• 3-3′-5 tri-iodo-L-thyronine;
  • cerebellum;
  • epidermal growth factor;
  • mitogen-activated protein kinase;
  • neuronal migration


Cerebellar development in the postnatal period is mainly characterized by an intense cellular proliferation in the external granular layer, followed by migration of granular cells in the molecular layer along the Bergmann glia (BG) fibers. Cerebellar ontogenesis undergoes dramatic modulation by thyroid hormones (THs), although their mechanism of action in this organ is still largely unknown. We previously demonstrated that THs induce astrocytes to secrete epidermal growth factor (EGF), which thus promotes cerebellar neuronal proliferation and extracellular matrix remodeling in vitro.
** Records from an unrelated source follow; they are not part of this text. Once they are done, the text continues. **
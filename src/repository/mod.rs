//! Persistence layer for loan and reservation records
//!
//! The engine is the sole writer of both record types; an embedder provides
//! durable implementations of the traits below, keyed by book, reader or id.
//! The in-memory implementations in [`memory`] back the test suite and small
//! deployments.

pub mod loans;
pub mod memory;
pub mod reservations;

use std::sync::Arc;

pub use loans::LoanRepository;
pub use reservations::ReservationRepository;

/// Main repository struct holding the record stores
#[derive(Clone)]
pub struct Repository {
    pub loans: Arc<dyn LoanRepository>,
    pub reservations: Arc<dyn ReservationRepository>,
}

impl Repository {
    /// Create a repository over the given stores
    pub fn new(
        loans: Arc<dyn LoanRepository>,
        reservations: Arc<dyn ReservationRepository>,
    ) -> Self {
        Self {
            loans,
            reservations,
        }
    }

    /// Repository backed by in-memory stores
    pub fn in_memory() -> Self {
        Self {
            loans: Arc::new(memory::InMemoryLoanRepository::new()),
            reservations: Arc::new(memory::InMemoryReservationRepository::new()),
        }
    }
}
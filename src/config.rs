//! Configuration for the circulation engine

use config::{Config, ConfigError, Environment, File};
use serde::Deserialize;
use std::env;

/// Loan policy constants
#[derive(Debug, Deserialize, Clone)]
#[serde(default)]
pub struct LoanPolicy {
    /// Days a freshly borrowed book is held before it is due
    pub period_days: i64,
    /// Days added to the due date by one extension
    pub extension_days: i64,
    /// Hard cap on extensions per loan
    pub max_extensions: i16,
    /// An extension is only allowed this many days before the due date
    pub extension_window_days: i64,
}

/// Reservation policy constants
#[derive(Debug, Deserialize, Clone)]
#[serde(default)]
pub struct ReservationPolicy {
    /// Days a READY reservation waits for pickup before expiring
    pub ready_window_days: i64,
    /// Days added to the pickup window by one extension
    pub extension_days: i64,
    /// A READY reservation may only be extended this close to expiry
    pub extension_window_days: i64,
    /// Default lifetime of a PENDING reservation
    pub pending_expiry_days: i64,
}

/// Full engine configuration
#[derive(Debug, Deserialize, Clone, Default)]
#[serde(default)]
pub struct CirculationConfig {
    pub loans: LoanPolicy,
    pub reservations: ReservationPolicy,
}

impl CirculationConfig {
    /// Load configuration from files and environment variables
    pub fn load() -> Result<Self, ConfigError> {
        // Load environment variables from .env file
        dotenvy::dotenv().ok();

        let run_mode = env::var("RUN_MODE").unwrap_or_else(|_| "development".into());

        let config = Config::builder()
            // Start with default configuration
            .add_source(File::with_name("config/default").required(false))
            // Layer on the environment-specific file
            .add_source(File::with_name(&format!("config/{}", run_mode)).required(false))
            // Add environment variables (with prefix ELIDUNE_)
            .add_source(
                Environment::with_prefix("ELIDUNE")
                    .separator("_")
                    .try_parsing(true),
            )
            .build()?;

        config.try_deserialize()
    }
}

impl Default for LoanPolicy {
    fn default() -> Self {
        Self {
            period_days: 7,
            extension_days: 30,
            max_extensions: 3,
            extension_window_days: 14,
        }
    }
}

impl Default for ReservationPolicy {
    fn default() -> Self {
        Self {
            ready_window_days: 3,
            extension_days: 5,
            extension_window_days: 3,
            pending_expiry_days: 30,
        }
    }
}
//! Reservation record store interface

use async_trait::async_trait;

use crate::{
    error::EngineResult,
    models::reservation::{NewReservation, Reservation},
};

/// Durable storage for reservation records
#[async_trait]
pub trait ReservationRepository: Send + Sync {
    /// Get reservation by ID
    async fn get_by_id(&self, id: i64) -> EngineResult<Reservation>;

    /// Persist a new PENDING reservation, assigning its id
    async fn insert(&self, reservation: NewReservation) -> EngineResult<Reservation>;

    /// Persist a mutated reservation record
    async fn update(&self, reservation: &Reservation) -> EngineResult<Reservation>;

    /// Remove a reservation record (rollback path only)
    async fn delete(&self, id: i64) -> EngineResult<()>;

    /// All reservations of a reader, oldest first
    async fn by_reader(&self, reader_id: i64) -> EngineResult<Vec<Reservation>>;

    /// PENDING and READY claims on a book, by queue position
    async fn active_by_book(&self, book_id: i64) -> EngineResult<Vec<Reservation>>;

    /// The reader's PENDING or READY claim on a book, if any
    async fn active_by_book_and_reader(
        &self,
        book_id: i64,
        reader_id: i64,
    ) -> EngineResult<Option<Reservation>>;

    /// PENDING claims on a book, by queue position then creation time
    async fn pending_by_book(&self, book_id: i64) -> EngineResult<Vec<Reservation>>;

    /// The single READY claim on a book, if any
    async fn ready_by_book(&self, book_id: i64) -> EngineResult<Option<Reservation>>;

    /// Count PENDING and READY claims on a book
    async fn count_active_by_book(&self, book_id: i64) -> EngineResult<i64>;
}
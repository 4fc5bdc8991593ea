//! Process-wide service state.

use std::fmt;

use serde::{Deserialize, Serialize};

/// Lifecycle state of the embedded proxy server.
///
/// Exactly one instance exists per process, owned by the supervisor and
/// published over a watch channel. Transitions are serialized — the
/// supervisor never runs two at once.
#[derive(Debug, Clone, Copy, PartialEq, Eq, Serialize, Deserialize)]
#[serde(rename_all = "lowercase")]
pub enum ServiceState {
    /// No server task exists.
    Stopped,
    /// A start command is binding the listener.
    Starting,
    /// The server is listening and handling requests.
    Running,
    /// A stop command is draining in-flight requests.
    Stopping,
    /// The last start attempt failed (e.g. port in use) or the server task
    /// exited without being cancelled. Requires a manual `start` retry.
    Failed,
}

impl ServiceState {
    /// Stable lowercase name, used in health payloads and status output.
    #[must_use]
    pub const fn as_str(self) -> &'static str {
        match self {
            Self::Stopped => "stopped",
            Self::Starting => "starting",
            Self::Running => "running",
            Self::Stopping => "stopping",
            Self::Failed => "failed",
        }
    }

    /// Whether the server is accepting requests.
    #[must_use]
    pub const fn is_running(self) -> bool {
        matches!(self, Self::Running)
    }
}

impl fmt::Display for ServiceState {
    fn fmt(&self, f: &mut fmt::Formatter<'_>) -> fmt::Result {
        f.write_str(self.as_str())
    }
}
In the present study, we investigated the effect of the TH/EGF pathway on granule neuronal migration. By taking advantage of rat explant and dissociated culture assays, we showed that cerebellar astrocytes treated with TH promote granule cell migration. The addition of neutralizing antibodies against EGF or the pharmacological inhibitor of EGF signaling, bis-tyrphostin, completely inhibited TH-astrocyte-induced migration. Likewise, the addition of EGF itself greatly increased neuronal migration. Treatment of BG-dissociated cultures by EGF dramatically induced an alteration in cell morphology, characterized by an elongation in the glial process. Both neuronal migration and BG elongation were inhibited by the mitogen-activated protein kinase pathway inhibitor PD98059, suggesting that these events might be associated. Together, our results suggest that, by inducing EGF secretion, THs promote neuronal migration through BG elongation. Our data provide new clues to the molecular mechanism of THs in cerebellar development, and may contribute to a better understanding of some neuroendocrine disorders associated with migration deficits.